• What you need to do:
Copy, in full, each line of the material that holds the word "Mutex".

• Source material:
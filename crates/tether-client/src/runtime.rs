// Copyright (c) 2024-2026 Martin Schröder <info@swedishembedded.com>
//
// SPDX-License-Identifier: Apache-2.0
//!
//! Client runtime — owns the SSE connection and the HTTP calls, and
//! publishes referentially-stable state snapshots.
//!
//! The first `send_message` creates the session and opens the event stream;
//! later calls post follow-up turns into the same session. Every decoded
//! event is folded through the reducer and a fresh `Arc<AgentState>` snapshot
//! is published on a `watch` channel — UI layers either poll [`ChatClient::snapshot`]
//! or await changes on [`ChatClient::subscribe`].
//!
//! SSE frames can be split across TCP chunks, so the consumer carries a
//! remainder buffer and only parses complete lines. A transport error or the
//! `[DONE]` terminator disconnects silently; undecodable payloads are logged
//! and dropped, never thrown.

use std::sync::{Arc, Mutex};

use anyhow::Context;
use futures::StreamExt;
use serde_json::{json, Value};
use tokio::sync::watch;
use tokio::task::JoinHandle;
use tracing::{debug, warn};

use tether_protocol::{decode_event, JsonMap, PermissionBehavior};

use crate::reducer::{apply_event, AgentState};

/// Handle to one conversation from the UI side.
pub struct ChatClient {
    http: reqwest::Client,
    base_url: String,
    session_id: Mutex<Option<String>>,
    state: Arc<Mutex<AgentState>>,
    snapshot_tx: Arc<watch::Sender<Arc<AgentState>>>,
    consumer: Mutex<Option<JoinHandle<()>>>,
}

impl ChatClient {
    /// `base_url` is the adapter server root, e.g. `http://127.0.0.1:8787`.
    pub fn new(base_url: impl Into<String>) -> Self {
        let (snapshot_tx, _) = watch::channel(Arc::new(AgentState::default()));
        Self {
            http: reqwest::Client::new(),
            base_url: base_url.into().trim_end_matches('/').to_string(),
            session_id: Mutex::new(None),
            state: Arc::new(Mutex::new(AgentState::default())),
            snapshot_tx: Arc::new(snapshot_tx),
            consumer: Mutex::new(None),
        }
    }

    pub fn session_id(&self) -> Option<String> {
        self.session_id.lock().expect("session id lock").clone()
    }

    /// Current state snapshot. The returned `Arc` is stable until the next
    /// event arrives, so equality of pointers means "nothing changed".
    pub fn snapshot(&self) -> Arc<AgentState> {
        self.snapshot_tx.borrow().clone()
    }

    /// Await state changes. Each change carries the new snapshot.
    pub fn subscribe(&self) -> watch::Receiver<Arc<AgentState>> {
        self.snapshot_tx.subscribe()
    }

    /// Send a user turn. The first call creates the session and connects the
    /// event stream; later calls post into the existing session.
    pub async fn send_message(&self, text: &str) -> anyhow::Result<()> {
        let existing = self.session_id();
        match existing {
            None => {
                let body: Value = self
                    .http
                    .post(format!("{}/sessions", self.base_url))
                    .json(&json!({ "message": text }))
                    .send()
                    .await?
                    .error_for_status()?
                    .json()
                    .await?;
                let id = body["sessionId"]
                    .as_str()
                    .context("create response is missing 'sessionId'")?
                    .to_string();
                *self.session_id.lock().expect("session id lock") = Some(id.clone());
                self.connect(id);
            }
            Some(id) => {
                self.post(
                    &format!("/sessions/{id}/messages"),
                    json!({ "message": text }),
                )
                .await?;
            }
        }
        Ok(())
    }

    /// Resolve a pending permission.
    pub async fn respond_to_permission(
        &self,
        id: &str,
        behavior: PermissionBehavior,
        updated_input: Option<JsonMap>,
    ) -> anyhow::Result<()> {
        let session_id = self.session_id().context("no active session")?;
        let mut body = json!({ "kind": "permission", "id": id, "behavior": behavior });
        if let Some(input) = updated_input {
            body["updatedInput"] = Value::Object(input);
        }
        self.post(&format!("/sessions/{session_id}/respond"), body)
            .await
    }

    /// Answer a pending question.
    pub async fn respond_to_question(&self, id: &str, answer: &str) -> anyhow::Result<()> {
        let session_id = self.session_id().context("no active session")?;
        self.post(
            &format!("/sessions/{session_id}/respond"),
            json!({ "kind": "question", "id": id, "answer": answer }),
        )
        .await
    }

    /// Ask the engine to stop its current turn.
    pub async fn interrupt(&self) -> anyhow::Result<()> {
        let session_id = self.session_id().context("no active session")?;
        self.post(&format!("/sessions/{session_id}/interrupt"), json!({}))
            .await
    }

    /// Drop the event stream connection. The accumulated state stays
    /// readable; there is no reconnect.
    pub fn close(&self) {
        if let Some(handle) = self.consumer.lock().expect("consumer lock").take() {
            handle.abort();
        }
    }

    async fn post(&self, path: &str, body: Value) -> anyhow::Result<()> {
        self.http
            .post(format!("{}{path}", self.base_url))
            .json(&body)
            .send()
            .await?
            .error_for_status()?;
        Ok(())
    }

    fn connect(&self, session_id: String) {
        let url = format!("{}/sessions/{session_id}/events", self.base_url);
        let handle = tokio::spawn(consume(
            self.http.clone(),
            url,
            Arc::clone(&self.state),
            Arc::clone(&self.snapshot_tx),
        ));
        *self.consumer.lock().expect("consumer lock") = Some(handle);
    }
}

impl Drop for ChatClient {
    fn drop(&mut self) {
        self.close();
    }
}

/// Read the SSE stream to its end, folding every event into the state.
async fn consume(
    http: reqwest::Client,
    url: String,
    state: Arc<Mutex<AgentState>>,
    snapshot_tx: Arc<watch::Sender<Arc<AgentState>>>,
) {
    let response = match http.get(&url).send().await {
        Ok(r) => r,
        Err(e) => {
            debug!("event stream connect failed: {e}");
            return;
        }
    };

    let mut bytes = response.bytes_stream();
    // Lines can arrive split across chunks; only complete lines are parsed.
    let mut buf = String::new();
    while let Some(chunk) = bytes.next().await {
        let chunk = match chunk {
            Ok(b) => b,
            Err(e) => {
                debug!("event stream transport error: {e}");
                return;
            }
        };
        buf.push_str(&String::from_utf8_lossy(&chunk));
        while let Some(pos) = buf.find('\n') {
            let line = buf[..pos].trim_end_matches('\r').to_string();
            buf.drain(..=pos);
            if line.trim().is_empty() {
                continue;
            }
            match decode_event(&line) {
                Ok(Some(event)) => {
                    let snapshot = {
                        let mut state = state.lock().expect("state lock");
                        apply_event(&mut state, &event);
                        Arc::new(state.clone())
                    };
                    snapshot_tx.send_replace(snapshot);
                }
                Ok(None) => {
                    debug!("event stream finished");
                    return;
                }
                Err(e) => {
                    // Never throw from the consumer; drop the frame.
                    warn!("undecodable SSE line: {e}");
                }
            }
        }
    }
    debug!("event stream closed by the server");
}

// ── Unit tests ────────────────────────────────────────────────────────────────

• Finished exercise:
use std::sync::{Arc, Mutex};
    session_id: Mutex<Option<String>>,
    state: Arc<Mutex<AgentState>>,
    consumer: Mutex<Option<JoinHandle<()>>>,
            session_id: Mutex::new(None),
            state: Arc::new(Mutex::new(AgentState::default())),
            consumer: Mutex::new(None),
    state: Arc<Mutex<AgentState>>,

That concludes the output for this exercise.